= Beginning of Section =

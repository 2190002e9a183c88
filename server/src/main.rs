//! Listkeeper Server - Main entry point.
//!
//! This binary starts the Listkeeper server with:
//! - Structured JSON logging
//! - Graceful shutdown handling (SIGTERM/SIGINT)
//! - Background cleanup of expired sessions
//!
//! # Configuration
//!
//! See [`listkeeper_server::config`] for environment variable configuration.
//!
//! # Example
//!
//! ```bash
//! PORT=4567 LISTKEEPER_SESSION_TTL_SECS=3600 cargo run --bin listkeeper-server
//! ```

use std::process::ExitCode;
use std::sync::Arc;
use std::time::Duration;

use tokio::net::TcpListener;
use tokio::signal;
use tracing::{error, info};
use tracing_subscriber::layer::SubscriberExt;
use tracing_subscriber::util::SubscriberInitExt;
use tracing_subscriber::{fmt, EnvFilter};

use listkeeper_server::config::Config;
use listkeeper_server::routes::{create_router, AppState};
use listkeeper_server::session::SessionStore;

/// Interval between sweeps for expired sessions (60 seconds).
const SESSION_CLEANUP_INTERVAL: Duration = Duration::from_secs(60);

#[tokio::main]
async fn main() -> ExitCode {
    init_logging();

    let config = match Config::from_env() {
        Ok(config) => config,
        Err(err) => {
            error!(error = %err, "Failed to load configuration");
            eprintln!("Error: {err}");
            eprintln!();
            eprintln!("Optional environment variables:");
            eprintln!("  PORT                         - HTTP server port (default: 4567)");
            eprintln!("  LISTKEEPER_SESSION_TTL_SECS  - Idle session lifetime (default: 86400)");
            eprintln!("  LISTKEEPER_MAX_SESSIONS      - Maximum live sessions (default: 10000)");
            eprintln!("  LISTKEEPER_SECURE_COOKIE     - Mark session cookie Secure ('true')");
            eprintln!("  RUST_LOG                     - Log level filter (default: info)");
            return ExitCode::from(1);
        }
    };

    info!(
        port = config.port,
        session_ttl_secs = config.session_ttl.as_secs(),
        max_sessions = config.max_sessions,
        secure_cookie = config.secure_cookie,
        "Listkeeper server starting"
    );

    let sessions = Arc::new(SessionStore::new(config.session_store_config()));
    let cleanup_handle = sessions.spawn_cleanup_task(SESSION_CLEANUP_INTERVAL);
    info!(
        interval_secs = SESSION_CLEANUP_INTERVAL.as_secs(),
        "Session cleanup task started"
    );

    let port = config.port;
    let app = create_router(AppState::with_sessions(config, sessions));

    let bind_addr = format!("0.0.0.0:{port}");
    let listener = match TcpListener::bind(&bind_addr).await {
        Ok(listener) => {
            info!(port, address = %bind_addr, "Server listening");
            listener
        }
        Err(err) => {
            error!(error = %err, address = %bind_addr, "Failed to bind to address");
            return ExitCode::from(1);
        }
    };

    let server = axum::serve(listener, app).with_graceful_shutdown(shutdown_signal());

    info!("Server ready to accept connections");

    if let Err(err) = server.await {
        error!(error = %err, "Server error");
        return ExitCode::from(1);
    }

    info!("Server shutting down gracefully");

    cleanup_handle.abort();
    info!("Session cleanup task stopped");

    info!("Server shutdown complete");
    ExitCode::SUCCESS
}

/// Initialize structured logging with tracing.
///
/// JSON output, filtered by `RUST_LOG` with a default of `info` for the
/// server and `debug` for request traces.
fn init_logging() {
    let env_filter = EnvFilter::try_from_default_env()
        .unwrap_or_else(|_| EnvFilter::new("info,tower_http=debug,axum::rejection=trace"));

    let json_layer = fmt::layer()
        .json()
        .with_target(true)
        .with_level(true)
        .with_file(false)
        .with_line_number(false);

    tracing_subscriber::registry()
        .with(env_filter)
        .with(json_layer)
        .init();
}

/// Resolves when SIGTERM or SIGINT (Ctrl+C) is received.
///
/// Sessions live only in memory, so every list is dropped once the server
/// stops.
async fn shutdown_signal() {
    let ctrl_c = async {
        signal::ctrl_c()
            .await
            .expect("failed to install Ctrl+C handler");
    };

    #[cfg(unix)]
    let terminate = async {
        signal::unix::signal(signal::unix::SignalKind::terminate())
            .expect("failed to install SIGTERM handler")
            .recv()
            .await;
    };

    #[cfg(not(unix))]
    let terminate = std::future::pending::<()>();

    tokio::select! {
        _ = ctrl_c => {
            info!("Received SIGINT (Ctrl+C), initiating graceful shutdown");
        }
        _ = terminate => {
            info!("Received SIGTERM, initiating graceful shutdown");
        }
    }
}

= End of Section =

Only the lines from the one with "(Ctrl+C) is received." through the last line above should be restated, word for word.

TASK RESULT =
/// Resolves when SIGTERM or SIGINT (Ctrl+C) is received.
///
/// Sessions live only in memory, so every list is dropped once the server
/// stops.
async fn shutdown_signal() {
    let ctrl_c = async {
        signal::ctrl_c()
            .await
            .expect("failed to install Ctrl+C handler");
    };

    #[cfg(unix)]
    let terminate = async {
        signal::unix::signal(signal::unix::SignalKind::terminate())
            .expect("failed to install SIGTERM handler")
            .recv()
            .await;
    };

    #[cfg(not(unix))]
    let terminate = std::future::pending::<()>();

    tokio::select! {
        _ = ctrl_c => {
            info!("Received SIGINT (Ctrl+C), initiating graceful shutdown");
        }
        _ = terminate => {
            info!("Received SIGTERM, initiating graceful shutdown");
        }
    }
}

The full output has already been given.